Exercise instructions
Looking at the data below, count the lines that contain the string "MockOutcome". Write only the total.

Stored items
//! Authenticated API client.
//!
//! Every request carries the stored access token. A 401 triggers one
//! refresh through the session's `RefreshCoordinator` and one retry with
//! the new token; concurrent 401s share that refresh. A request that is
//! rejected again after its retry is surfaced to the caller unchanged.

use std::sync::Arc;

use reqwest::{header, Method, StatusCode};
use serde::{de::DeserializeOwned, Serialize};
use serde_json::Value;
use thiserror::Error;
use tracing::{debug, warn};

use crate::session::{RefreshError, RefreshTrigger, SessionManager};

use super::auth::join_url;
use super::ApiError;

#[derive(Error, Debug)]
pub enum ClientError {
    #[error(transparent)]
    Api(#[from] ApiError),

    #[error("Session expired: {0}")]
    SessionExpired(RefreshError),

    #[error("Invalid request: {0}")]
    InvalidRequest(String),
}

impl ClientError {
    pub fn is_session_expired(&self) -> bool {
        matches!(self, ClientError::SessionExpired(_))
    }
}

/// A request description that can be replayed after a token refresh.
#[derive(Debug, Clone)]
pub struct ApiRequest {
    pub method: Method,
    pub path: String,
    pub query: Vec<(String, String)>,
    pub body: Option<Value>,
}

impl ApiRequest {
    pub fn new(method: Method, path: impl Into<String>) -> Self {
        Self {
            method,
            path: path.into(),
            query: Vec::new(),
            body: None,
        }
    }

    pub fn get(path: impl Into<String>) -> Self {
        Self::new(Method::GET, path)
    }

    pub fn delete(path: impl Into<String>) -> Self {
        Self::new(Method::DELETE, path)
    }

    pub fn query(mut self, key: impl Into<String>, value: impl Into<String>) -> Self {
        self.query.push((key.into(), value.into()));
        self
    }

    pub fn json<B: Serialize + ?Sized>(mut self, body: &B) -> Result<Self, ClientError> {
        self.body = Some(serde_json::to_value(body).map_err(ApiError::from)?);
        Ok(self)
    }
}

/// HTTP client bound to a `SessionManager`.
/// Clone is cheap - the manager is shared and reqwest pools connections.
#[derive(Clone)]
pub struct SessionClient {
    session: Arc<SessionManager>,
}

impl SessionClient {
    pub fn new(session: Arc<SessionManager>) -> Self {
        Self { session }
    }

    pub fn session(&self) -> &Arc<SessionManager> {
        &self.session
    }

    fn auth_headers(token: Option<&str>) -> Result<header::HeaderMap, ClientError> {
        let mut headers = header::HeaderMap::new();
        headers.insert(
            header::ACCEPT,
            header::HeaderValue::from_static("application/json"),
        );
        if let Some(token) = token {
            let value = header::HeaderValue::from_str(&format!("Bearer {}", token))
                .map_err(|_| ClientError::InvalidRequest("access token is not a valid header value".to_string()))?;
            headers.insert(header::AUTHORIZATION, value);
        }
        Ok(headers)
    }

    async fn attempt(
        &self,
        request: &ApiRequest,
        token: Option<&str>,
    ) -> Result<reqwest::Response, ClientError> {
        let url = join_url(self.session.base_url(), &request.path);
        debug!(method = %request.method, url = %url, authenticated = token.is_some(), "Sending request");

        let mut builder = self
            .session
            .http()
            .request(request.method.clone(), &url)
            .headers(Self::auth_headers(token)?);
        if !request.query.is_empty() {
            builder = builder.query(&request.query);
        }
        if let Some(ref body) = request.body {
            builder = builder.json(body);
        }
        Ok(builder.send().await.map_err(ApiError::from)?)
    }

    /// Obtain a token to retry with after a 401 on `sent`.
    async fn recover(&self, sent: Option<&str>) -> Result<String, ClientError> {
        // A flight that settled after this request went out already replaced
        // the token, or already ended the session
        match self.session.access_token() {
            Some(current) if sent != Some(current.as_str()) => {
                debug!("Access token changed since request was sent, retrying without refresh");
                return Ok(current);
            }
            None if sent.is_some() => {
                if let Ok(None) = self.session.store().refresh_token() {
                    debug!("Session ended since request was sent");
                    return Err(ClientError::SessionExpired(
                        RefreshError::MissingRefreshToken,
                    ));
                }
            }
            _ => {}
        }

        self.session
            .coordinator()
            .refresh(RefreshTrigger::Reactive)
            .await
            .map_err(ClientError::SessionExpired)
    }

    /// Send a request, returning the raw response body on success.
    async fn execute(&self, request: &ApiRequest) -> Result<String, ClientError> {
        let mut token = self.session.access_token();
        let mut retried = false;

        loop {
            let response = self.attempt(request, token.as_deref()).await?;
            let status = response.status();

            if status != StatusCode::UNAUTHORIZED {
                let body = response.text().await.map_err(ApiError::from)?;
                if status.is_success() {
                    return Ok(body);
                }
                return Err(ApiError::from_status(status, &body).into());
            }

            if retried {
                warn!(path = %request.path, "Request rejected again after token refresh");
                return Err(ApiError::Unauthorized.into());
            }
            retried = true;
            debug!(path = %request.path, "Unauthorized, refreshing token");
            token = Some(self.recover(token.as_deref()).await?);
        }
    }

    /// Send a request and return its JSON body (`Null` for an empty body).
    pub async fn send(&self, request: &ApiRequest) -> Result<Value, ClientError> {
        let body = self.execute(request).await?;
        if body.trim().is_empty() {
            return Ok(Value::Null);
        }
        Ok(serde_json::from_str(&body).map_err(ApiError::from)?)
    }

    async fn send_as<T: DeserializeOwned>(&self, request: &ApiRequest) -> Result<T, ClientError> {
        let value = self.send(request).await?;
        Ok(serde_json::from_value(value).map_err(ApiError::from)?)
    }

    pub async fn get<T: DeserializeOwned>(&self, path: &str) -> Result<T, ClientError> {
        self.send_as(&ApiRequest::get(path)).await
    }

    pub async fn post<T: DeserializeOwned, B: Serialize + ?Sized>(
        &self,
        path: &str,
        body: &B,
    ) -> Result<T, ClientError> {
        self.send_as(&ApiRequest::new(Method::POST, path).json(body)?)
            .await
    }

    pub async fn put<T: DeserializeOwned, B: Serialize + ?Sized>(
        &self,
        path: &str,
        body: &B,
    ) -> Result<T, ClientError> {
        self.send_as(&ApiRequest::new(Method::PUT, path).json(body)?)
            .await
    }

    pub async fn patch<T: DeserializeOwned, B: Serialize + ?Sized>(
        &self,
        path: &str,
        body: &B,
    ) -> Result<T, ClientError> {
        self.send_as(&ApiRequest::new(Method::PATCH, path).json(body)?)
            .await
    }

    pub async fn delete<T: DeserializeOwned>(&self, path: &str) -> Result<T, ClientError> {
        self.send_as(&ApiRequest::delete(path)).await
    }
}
* * *
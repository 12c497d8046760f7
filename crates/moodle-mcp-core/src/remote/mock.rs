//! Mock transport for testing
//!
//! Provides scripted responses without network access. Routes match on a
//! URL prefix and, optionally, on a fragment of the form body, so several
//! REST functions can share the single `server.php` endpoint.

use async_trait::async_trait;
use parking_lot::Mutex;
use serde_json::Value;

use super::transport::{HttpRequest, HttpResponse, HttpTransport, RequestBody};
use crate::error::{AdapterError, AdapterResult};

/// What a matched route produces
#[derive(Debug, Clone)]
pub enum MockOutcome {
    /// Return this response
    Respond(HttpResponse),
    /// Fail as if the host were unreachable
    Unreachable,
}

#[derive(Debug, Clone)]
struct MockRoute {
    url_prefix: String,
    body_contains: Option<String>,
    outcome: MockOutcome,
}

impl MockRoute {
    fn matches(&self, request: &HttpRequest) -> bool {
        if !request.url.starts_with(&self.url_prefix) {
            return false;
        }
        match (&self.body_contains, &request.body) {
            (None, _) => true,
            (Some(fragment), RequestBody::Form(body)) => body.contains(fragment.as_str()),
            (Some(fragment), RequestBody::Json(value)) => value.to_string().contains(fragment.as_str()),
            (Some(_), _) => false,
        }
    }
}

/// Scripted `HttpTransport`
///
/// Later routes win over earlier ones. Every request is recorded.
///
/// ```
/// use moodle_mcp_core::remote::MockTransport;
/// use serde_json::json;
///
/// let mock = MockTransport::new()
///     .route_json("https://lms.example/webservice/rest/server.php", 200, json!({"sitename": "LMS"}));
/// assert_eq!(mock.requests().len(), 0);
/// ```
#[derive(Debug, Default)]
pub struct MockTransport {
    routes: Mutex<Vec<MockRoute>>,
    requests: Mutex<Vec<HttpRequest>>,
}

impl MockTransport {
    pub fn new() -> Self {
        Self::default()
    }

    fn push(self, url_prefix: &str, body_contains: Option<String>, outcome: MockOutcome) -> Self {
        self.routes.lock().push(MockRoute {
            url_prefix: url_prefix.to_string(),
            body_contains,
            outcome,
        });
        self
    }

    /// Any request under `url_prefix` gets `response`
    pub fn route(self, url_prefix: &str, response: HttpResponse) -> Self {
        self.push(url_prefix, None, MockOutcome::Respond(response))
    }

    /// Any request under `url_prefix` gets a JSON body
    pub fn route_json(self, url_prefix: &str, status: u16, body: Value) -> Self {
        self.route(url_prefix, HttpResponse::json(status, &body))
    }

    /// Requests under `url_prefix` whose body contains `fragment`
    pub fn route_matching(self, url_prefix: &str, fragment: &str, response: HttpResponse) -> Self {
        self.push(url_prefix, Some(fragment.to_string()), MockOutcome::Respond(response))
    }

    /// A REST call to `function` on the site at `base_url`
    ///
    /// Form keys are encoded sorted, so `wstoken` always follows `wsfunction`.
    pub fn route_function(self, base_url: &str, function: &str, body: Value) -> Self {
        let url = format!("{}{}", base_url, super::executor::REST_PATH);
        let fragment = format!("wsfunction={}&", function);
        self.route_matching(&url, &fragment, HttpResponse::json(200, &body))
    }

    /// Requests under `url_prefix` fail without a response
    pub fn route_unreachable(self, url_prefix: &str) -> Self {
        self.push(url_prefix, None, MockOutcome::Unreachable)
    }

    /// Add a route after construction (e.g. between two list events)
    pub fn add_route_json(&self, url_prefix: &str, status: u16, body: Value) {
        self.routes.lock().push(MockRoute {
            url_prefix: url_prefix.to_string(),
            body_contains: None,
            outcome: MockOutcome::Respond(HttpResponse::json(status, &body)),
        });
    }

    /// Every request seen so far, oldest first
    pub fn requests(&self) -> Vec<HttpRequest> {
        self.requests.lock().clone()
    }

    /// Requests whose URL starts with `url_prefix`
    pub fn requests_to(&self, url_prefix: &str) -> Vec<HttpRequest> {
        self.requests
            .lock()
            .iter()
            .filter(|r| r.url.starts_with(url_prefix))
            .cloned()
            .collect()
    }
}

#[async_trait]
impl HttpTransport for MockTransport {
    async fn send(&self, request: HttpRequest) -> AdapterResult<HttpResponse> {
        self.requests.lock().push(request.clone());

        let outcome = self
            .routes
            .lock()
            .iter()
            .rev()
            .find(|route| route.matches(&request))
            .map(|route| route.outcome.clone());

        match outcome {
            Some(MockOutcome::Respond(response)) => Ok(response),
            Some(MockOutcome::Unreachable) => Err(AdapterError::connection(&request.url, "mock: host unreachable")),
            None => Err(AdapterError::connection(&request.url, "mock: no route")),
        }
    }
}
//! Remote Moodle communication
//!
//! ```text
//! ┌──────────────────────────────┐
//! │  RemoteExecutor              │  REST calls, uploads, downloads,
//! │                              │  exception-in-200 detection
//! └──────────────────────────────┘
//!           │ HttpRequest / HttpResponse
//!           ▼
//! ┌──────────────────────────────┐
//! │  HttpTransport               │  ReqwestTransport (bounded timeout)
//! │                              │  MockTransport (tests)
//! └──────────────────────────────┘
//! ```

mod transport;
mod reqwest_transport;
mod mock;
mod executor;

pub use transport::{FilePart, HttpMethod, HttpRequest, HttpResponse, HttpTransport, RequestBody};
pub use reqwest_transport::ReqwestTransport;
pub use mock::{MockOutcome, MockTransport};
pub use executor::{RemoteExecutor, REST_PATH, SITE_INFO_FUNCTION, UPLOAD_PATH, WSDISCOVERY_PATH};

Result of this exercise
10